"Стоп! – говорит приехавший. – Врет!"
И требует себе слова.
Слово ему дают, и тогда он говорит следующее:
"Врет он, товарищи, земля вовсе не шар!"
"Как не шар?" – удивляется большевик-оратор, и в голосе его уже не наглость, а тихость.
"Так – не шар, – отвечает уверенно адвокат. – Самое последнее открытие науки – земля плоская, как стол, и стоит на четырех ножках. И уж это, что земля шар, осталось только для потехи ребятишек. И посмотрите, товарищи, взрослые люди, ну какой это шар, как его увидать?"
И показывает рукой в поля.
Мужики, естественно, посмотрели и увидели ржаные поля бескрайние, а над ними "прясточка крылышками прядет", то есть птичка.
А потом посмотрели они на Федьку (так звали большевика-оратора).
Тот опять: "Товарищи, земной шар…"
А ему: "Не ври, земля плоская".
Тот мяк, мяк и замякинился, захлебнулся.
А назавтра настала пора покоса, все забыли про пулеметы, про шаризм и спокойно на нормальной плоской земле делали свое привычное дело.
"До осени, – добавляет с печалью Пришвин, – когда опять разливанный пошел самочин и опять земля стала круглая".
Шварц Е
Человек и город
Я живу в интересном городе. В нем, где ни пройдешь, обязательно споткнешься о камень, о который до тебя спотыкались Пушкин, Гоголь и Достоевский (про классиков помельче вообще молчу). Большинство жителей Петербурга даже не подозревают об этом. Возьмем меня. Я три года ходил на службу твердо выученным маршрутом: от площади Восстания по Лиговке, за БКЗ "Октябрьский" сворачивал на 5-ю Советскую улицу, с нее на Греческий и шел по Греческому проспекту до стен издательства, в котором нес трудовую вахту. Ходил, особо не задерживаясь вниманием на домах на моем пути. Ну, порой зацепишься взглядом за какую-нибудь диковинную лепнину, в основном же бежишь, не думая о молчаливом каменном окружении.

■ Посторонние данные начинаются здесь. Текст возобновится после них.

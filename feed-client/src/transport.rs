use std::time::Duration;

use async_trait::async_trait;
use reqwest::Client;
use tracing::debug;

use crate::error::{FeedClientError, FeedClientResult};
use crate::graphql::{GraphqlRequest, GraphqlResponse};

/// Отправка одного GraphQL-запроса.
///
/// Реализация не интерпретирует `errors`, это делает слой авторизации.
#[async_trait]
pub trait GraphqlTransport: Send + Sync {
    /// POST на эндпоинт с необязательным bearer-токеном.
    async fn post(
        &self,
        request: &GraphqlRequest,
        bearer: Option<&str>,
    ) -> FeedClientResult<GraphqlResponse>;
}

#[derive(Debug, Clone)]
/// HTTP-транспорт на `reqwest`.
pub struct HttpTransport {
    endpoint: String,
    client: Client,
}

impl HttpTransport {
    /// Таймаут по умолчанию на весь запрос.
    pub const DEFAULT_TIMEOUT: Duration = Duration::from_secs(15);

    /// Создаёт транспорт с таймаутом по умолчанию.
    pub fn new(endpoint: impl Into<String>) -> FeedClientResult<Self> {
        Self::with_timeout(endpoint, Self::DEFAULT_TIMEOUT)
    }

    /// Создаёт транспорт с заданным таймаутом запроса.
    pub fn with_timeout(endpoint: impl Into<String>, timeout: Duration) -> FeedClientResult<Self> {
        let client = Client::builder()
            .connect_timeout(Duration::from_secs(5))
            .timeout(timeout)
            .build()?;

        Ok(Self {
            endpoint: endpoint.into(),
            client,
        })
    }

    /// URL эндпоинта.
    pub fn endpoint(&self) -> &str {
        &self.endpoint
    }
}

#[async_trait]
impl GraphqlTransport for HttpTransport {
    async fn post(
        &self,
        request: &GraphqlRequest,
        bearer: Option<&str>,
    ) -> FeedClientResult<GraphqlResponse> {
        let mut builder = self.client.post(&self.endpoint).json(request);
        if let Some(token) = bearer {
            builder = builder.bearer_auth(token);
        }

        let response = builder.send().await?;
        let status = response.status();
        debug!(status = status.as_u16(), "graphql response received");

        let body = response.bytes().await?;
        match serde_json::from_slice::<GraphqlResponse>(&body) {
            Ok(parsed) => Ok(parsed),
            // не-2xx без json-тела
            Err(_) if !status.is_success() => Err(FeedClientError::HttpStatus(status.as_u16())),
            Err(err) => Err(FeedClientError::Decode(err)),
        }
    }
}

#[cfg(test)]
mod tests {
    use super::*;

    #[test]
    fn new_keeps_endpoint() {
        let transport = HttpTransport::new("http://localhost:3001/graphql").expect("must build");
        assert_eq!(transport.endpoint(), "http://localhost:3001/graphql");
    }
}
#[cfg(test)]
mod tests {
    use serde_json::json;

    use super::*;
    use crate::testing::{ScriptedTransport, client_with, user};

    fn auth_json(id: &str, username: &str) -> serde_json::Value {
        json!({
            "accessToken": "a2",
            "refreshToken": "r2",
            "user": serde_json::to_value(user(id, username)).expect("user must serialize"),
        })
    }

    fn filled_sign_up() -> SignUpForm {
        let mut form = SignUpForm::new();
        form.set_name("Neo");
        form.set_email(" Neo@Example.COM ");
        form.set_username("Neo_1");
        form.set_password("Pass word1 ");
        form.set_birthday(NaiveDate::from_ymd_opt(1999, 3, 31).expect("valid date"));
        form
    }

    #[test]
    fn form_errors_replace_by_code() {
        let mut errors = FormErrors::new();
        errors.set(FieldError::new("email", "first"));
        errors.set(FieldError::new("email", "second"));
        errors.set(FieldError::new("", "general"));

        assert_eq!(errors.iter().count(), 2);
        assert_eq!(errors.message("email"), Some("second"));
        errors.clear_field("email");
        assert!(!errors.has("email"));
        assert!(errors.has(""));
    }

    #[tokio::test]
    async fn sign_in_rejection_clears_password_and_keeps_field_errors() {
        let transport = ScriptedTransport::new();
        transport.push_field_errors(401, &[("password", "wrong password")]);
        let client = client_with(transport);
        client.logout().expect("logout");

        let mut form = SignInForm::new();
        form.set_email("neo@example.com");
        form.set_password("secret");

        let err = form.submit(&client).await.expect_err("must be rejected");
        assert!(err.is_unauthorized());
        assert_eq!(form.password(), "");
        assert_eq!(form.email(), "neo@example.com");
        assert_eq!(form.errors().message("password"), Some("wrong password"));

        form.set_password("again");
        assert!(!form.errors().has("password"));
    }

    #[tokio::test]
    async fn sign_in_string_error_becomes_general_error() {
        let transport = ScriptedTransport::new();
        transport.push_error(400, "Invalid credentials");
        let client = client_with(transport);

        let mut form = SignInForm::new();
        form.set_email("neo@example.com");
        form.set_password("secret");

        form.submit(&client).await.expect_err("must be rejected");
        assert_eq!(form.errors().message(""), Some("Invalid credentials"));
    }

    #[tokio::test]
    async fn sign_in_success_activates_session() {
        let transport = ScriptedTransport::new();
        transport.push_data(json!({ "SignIn": auth_json("u9", "neo") }));
        let client = client_with(transport);
        client.logout().expect("logout");

        let mut form = SignInForm::new();
        form.set_email("neo@example.com");
        form.set_password("secret");

        let me = form.submit(&client).await.expect("sign in");
        assert_eq!(me.id, "u9");
        assert_eq!(client.session().refresh_token().as_deref(), Some("r2"));
        assert!(form.errors().is_empty());
    }

    #[test]
    fn sign_up_normalizes_input() {
        let form = filled_sign_up();
        assert_eq!(form.email(), "neo@example.com");
        assert_eq!(form.username(), "neo_1");
        assert_eq!(form.password(), "Password1");
    }

    #[test]
    fn sign_up_check_reports_invalid_fields() {
        let mut form = filled_sign_up();
        form.set_email("not-an-email");
        form.set_password("password");
        form.set_username("bad-name");

        assert!(!form.check());
        assert!(form.errors().has("email"));
        assert!(form.errors().has("password"));
        assert!(form.errors().has("username"));
        assert!(!form.errors().has("name"));
    }

    #[tokio::test]
    async fn invalid_sign_up_is_not_sent() {
        let transport = ScriptedTransport::new();
        let client = client_with(transport.clone());
        let mut form = SignUpForm::new();

        let err = form.submit(&client).await.expect_err("must be invalid");
        assert!(matches!(err, FeedClientError::InvalidInput(_)));
        assert!(form.errors().has("birthday"));
        assert!(transport.calls().is_empty());
    }

    #[tokio::test]
    async fn uniqueness_checks_add_and_remove_errors() {
        let transport = ScriptedTransport::new();
        transport.push_data(json!({ "FindOneUser": { "id": "u1" } }));
        transport.push_data(json!({ "FindOneUser": null }));
        transport.push_data(json!({ "FindOneUser": { "id": "u1" } }));
        let client = client_with(transport.clone());
        let mut form = filled_sign_up();

        assert!(form.check_email(&client).await.expect("check"));
        assert!(form.errors().has("email"));
        assert!(!form.check_email(&client).await.expect("check"));
        assert!(!form.errors().has("email"));

        assert!(form.check_username(&client).await.expect("check"));
        assert!(form.errors().has("username"));

        let calls = transport.calls();
        assert_eq!(calls[0].variables["input"], json!({ "email": "neo@example.com" }));
        assert_eq!(calls[2].variables["input"], json!({ "username": "neo_1" }));
    }

    #[tokio::test]
    async fn sign_up_validation_error_clears_password() {
        let transport = ScriptedTransport::new();
        transport.push_field_errors(400, &[("username", "username is already in use")]);
        let client = client_with(transport.clone());
        let mut form = filled_sign_up();

        form.submit(&client).await.expect_err("must be rejected");
        assert_eq!(form.password(), "");
        assert_eq!(form.name(), "Neo");
        assert_eq!(
            form.errors().message("username"),
            Some("username is already in use")
        );

        let input = &transport.calls()[0].variables["input"];
        assert_eq!(input["birthday"], "1999-03-31");
        assert_eq!(input["password"], "Password1");
    }

    #[tokio::test]
    async fn sign_up_success_activates_session() {
        let transport = ScriptedTransport::new();
        transport.push_data(json!({ "SignUp": auth_json("u9", "neo_1") }));
        let client = client_with(transport);
        client.logout().expect("logout");
        let mut form = filled_sign_up();

        let me = form.submit(&client).await.expect("sign up");
        assert_eq!(me.username, "neo_1");
        assert_eq!(client.session().current_user_id().as_deref(), Some("u9"));
    }
}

Но однажды, перечитав Шкловского, то место в "Сентиментальном путешествии", где он описывает события, сопутствовавшие его бегству в Финляндию в марте 1922 года, я посмотрел на угловой дом по Греческому и 5-й Советской, тот, что по диагонали от БКЗ, совсем другими глазами.
Именно сюда, в квартиру Тыняновых, пришел Шкловский, чтобы провести ночь, когда в его собственном жилище в Доме искусств на Невском устроили засаду чекисты. А чуть позже, охотясь за бывшим эсером Шкловским, чекисты устроили на него засаду уже в квартире Тыняновых. Но Шкловский оказался хитрее.
Умудренный такими знаниями, теперь я не пробегаю рысью мимо этого неброского здания, но всякий раз смотрю с уважением на окна во втором этаже, пытаясь разглядеть за стеклом призраки его несуществующих обитателей.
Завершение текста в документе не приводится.